• EXERCISE PROMPT:
Print the entries exactly as given.

◇ ◇ ◇

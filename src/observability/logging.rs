//! Structured logging.
//!
//! # Responsibilities
//! - Initialize the global tracing subscriber
//! - Choose pretty or JSON output from configuration
//!
//! # Design Decisions
//! - `RUST_LOG` wins over the configured level
//! - Logs go to stderr so stdout stays clean for reports
//! - Repeated initialization is ignored

use tracing_subscriber::layer::SubscriberExt;
use tracing_subscriber::util::SubscriberInitExt;
use tracing_subscriber::{fmt, EnvFilter};

use crate::config::{LogFormat, ObservabilityConfig};

/// Install the global subscriber.
pub fn init_logging(config: &ObservabilityConfig) {
    let env_filter = EnvFilter::try_from_default_env()
        .or_else(|_| EnvFilter::try_new(&config.log_level))
        .unwrap_or_else(|_| EnvFilter::new("info"));

    let registry = tracing_subscriber::registry().with(env_filter);
    let result = match config.log_format {
        LogFormat::Json => registry
            .with(fmt::layer().with_writer(std::io::stderr).json())
            .try_init(),
        LogFormat::Pretty => registry
            .with(fmt::layer().with_writer(std::io::stderr))
            .try_init(),
    };

    if result.is_ok() {
        tracing::debug!(
            level = %config.log_level,
            format = ?config.log_format,
            "Logging initialized"
        );
    }
}
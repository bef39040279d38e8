//! Provider gateways.
//!
//! # Responsibilities
//! - Define the gateway contract every text-generation provider satisfies
//! - Hold the named registry the executor resolves providers from
//! - Ship the HTTP adapter for the built-in vendors
//!
//! # Design Decisions
//! - Gateways are trait objects so tests can script behavior per provider
//! - A gateway knows nothing about breakers, retries or deadlines

pub mod http;
pub mod registry;
pub mod types;

use async_trait::async_trait;

pub use http::HttpProvider;
pub use registry::{create_provider, ProviderRegistry};
pub use types::{ProviderError, ProviderKind, ProviderResponse};

/// A text-generation backend.
#[async_trait]
pub trait ProviderGateway: Send + Sync {
    /// Registry key and breaker key of this provider.
    fn name(&self) -> &str;

    /// Produce text for `prompt`, using `model` when given and the
    /// provider's default model otherwise.
    async fn generate(
        &self,
        prompt: &str,
        model: Option<&str>,
    ) -> Result<ProviderResponse, ProviderError>;
}
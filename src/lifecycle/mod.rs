//! Lifecycle management subsystem.
//!
//! # Data Flow
//! ```text
//! Signals (signals.rs):
//!     SIGINT → Shutdown::trigger
//!
//! Shutdown (shutdown.rs):
//!     trigger → broadcast → run_batch aborts its tasks → CANCELLED outcomes
//! ```

pub mod shutdown;
pub mod signals;

pub use shutdown::Shutdown;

◇ ◇ ◇

• REPLY:
filename src/observability/logging.rs
//! Structured logging.
//!
//! # Responsibilities
//! - Initialize the global tracing subscriber
//! - Choose pretty or JSON output from configuration
//!
//! # Design Decisions
//! - `RUST_LOG` wins over the configured level
//! - Logs go to stderr so stdout stays clean for reports
//! - Repeated initialization is ignored

use tracing_subscriber::layer::SubscriberExt;
use tracing_subscriber::util::SubscriberInitExt;
use tracing_subscriber::{fmt, EnvFilter};

use crate::config::{LogFormat, ObservabilityConfig};

/// Install the global subscriber.
pub fn init_logging(config: &ObservabilityConfig) {
    let env_filter = EnvFilter::try_from_default_env()
        .or_else(|_| EnvFilter::try_new(&config.log_level))
        .unwrap_or_else(|_| EnvFilter::new("info"));

    let registry = tracing_subscriber::registry().with(env_filter);
    let result = match config.log_format {
        LogFormat::Json => registry
            .with(fmt::layer().with_writer(std::io::stderr).json())
            .try_init(),
        LogFormat::Pretty => registry
            .with(fmt::layer().with_writer(std::io::stderr))
            .try_init(),
    };

    if result.is_ok() {
        tracing::debug!(
            level = %config.log_level,
            format = ?config.log_format,
            "Logging initialized"
        );
    }
}
repository bef39040279d38e8
//! Provider gateways.
//!
//! # Responsibilities
//! - Define the gateway contract every text-generation provider satisfies
//! - Hold the named registry the executor resolves providers from
//! - Ship the HTTP adapter for the built-in vendors
//!
//! # Design Decisions
//! - Gateways are trait objects so tests can script behavior per provider
//! - A gateway knows nothing about breakers, retries or deadlines

pub mod http;
pub mod registry;
pub mod types;

use async_trait::async_trait;

pub use http::HttpProvider;
pub use registry::{create_provider, ProviderRegistry};
pub use types::{ProviderError, ProviderKind, ProviderResponse};

/// A text-generation backend.
#[async_trait]
pub trait ProviderGateway: Send + Sync {
    /// Registry key and breaker key of this provider.
    fn name(&self) -> &str;

    /// Produce text for `prompt`, using `model` when given and the
    /// provider's default model otherwise.
    async fn generate(
        &self,
        prompt: &str,
        model: Option<&str>,
    ) -> Result<ProviderResponse, ProviderError>;
}
filename src/lifecycle/mod.rs
//! Lifecycle management subsystem.
//!
//! # Data Flow
//! ```text
//! Signals (signals.rs):
//!     SIGINT → Shutdown::trigger
//!
//! Shutdown (shutdown.rs):
//!     trigger → broadcast → run_batch aborts its tasks → CANCELLED outcomes
//! ```

pub mod shutdown;
pub mod signals;

pub use shutdown::Shutdown;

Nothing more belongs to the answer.